Source records
+---+

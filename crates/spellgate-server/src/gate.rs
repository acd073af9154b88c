//! Exclusive, first-come-first-served access to the spelling engine.
//!
//! The engine is owned by an [`EngineGate`] and never handed out directly.
//! Callers queue with [`EngineGate::acquire`] and receive an [`EngineLease`],
//! an owned guard that exposes the engine operations and frees the gate when
//! released or dropped. Waiters are granted the gate in the order they called
//! `acquire` (tokio's mutex is fair), so no request starves behind later ones.

use std::sync::Arc;
use std::sync::atomic::{AtomicUsize, Ordering};
use std::time::{Duration, Instant};

use spellgate_core::{EngineError, SpellEngine};
use tokio::sync::{Mutex, OwnedMutexGuard};

/// Serializes every call into a non-reentrant engine.
pub struct EngineGate<E> {
    engine: Arc<Mutex<E>>,
    waiting: Arc<AtomicUsize>,
}

impl<E> Clone for EngineGate<E> {
    fn clone(&self) -> Self {
        Self {
            engine: Arc::clone(&self.engine),
            waiting: Arc::clone(&self.waiting),
        }
    }
}

impl<E: SpellEngine> EngineGate<E> {
    /// Take ownership of `engine`. It is dropped when the last gate clone and
    /// lease are gone, or returned by [`EngineGate::into_engine`].
    pub fn new(engine: E) -> Self {
        Self {
            engine: Arc::new(Mutex::new(engine)),
            waiting: Arc::new(AtomicUsize::new(0)),
        }
    }

    /// Wait for exclusive access. Returns the lease and the time spent
    /// queued. Suspends only the calling task.
    pub async fn acquire(&self) -> (EngineLease<E>, Duration) {
        let started = Instant::now();
        let queued = QueuedGuard::enter(&self.waiting);
        let guard = Arc::clone(&self.engine).lock_owned().await;
        drop(queued);
        (EngineLease { guard }, started.elapsed())
    }

    /// Number of tasks currently waiting in `acquire`.
    pub fn waiting(&self) -> usize {
        self.waiting.load(Ordering::Acquire)
    }

    /// Recover the engine for deterministic teardown.
    ///
    /// Returns the gate back if other clones or leases are still alive.
    pub fn into_engine(self) -> Result<E, Self> {
        let waiting = self.waiting;
        match Arc::try_unwrap(self.engine) {
            Ok(mutex) => Ok(mutex.into_inner()),
            Err(engine) => Err(Self { engine, waiting }),
        }
    }
}

/// Decrements the queue counter even if the waiting future is dropped.
struct QueuedGuard<'a>(&'a AtomicUsize);

impl<'a> QueuedGuard<'a> {
    fn enter(counter: &'a AtomicUsize) -> Self {
        counter.fetch_add(1, Ordering::AcqRel);
        Self(counter)
    }
}

impl Drop for QueuedGuard<'_> {
    fn drop(&mut self) {
        self.0.fetch_sub(1, Ordering::AcqRel);
    }
}

/// Exclusive access to the engine, held between `acquire` and release.
///
/// The lease is `Send`, so the critical section can run on a blocking thread.
/// Dropping it (including during unwinding) frees the gate for the next
/// waiter.
pub struct EngineLease<E> {
    guard: OwnedMutexGuard<E>,
}

impl<E: SpellEngine> EngineLease<E> {
    pub fn check(&mut self, word: &str) -> Result<bool, EngineError> {
        self.guard.check(word)
    }

    pub fn suggest(&mut self, word: &str) -> Result<Vec<String>, EngineError> {
        self.guard.suggest(word)
    }

    pub fn analyze(&mut self, word: &str) -> Result<Vec<String>, EngineError> {
        self.guard.analyze(word)
    }

    /// Free the gate. Equivalent to dropping the lease.
    pub fn release(self) {
        drop(self);
    }
}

+---+

Task details. Pick out every line above that holds the word "enter" and copy it.

Task result.
        let queued = QueuedGuard::enter(&self.waiting);
    fn enter(counter: &'a AtomicUsize) -> Self {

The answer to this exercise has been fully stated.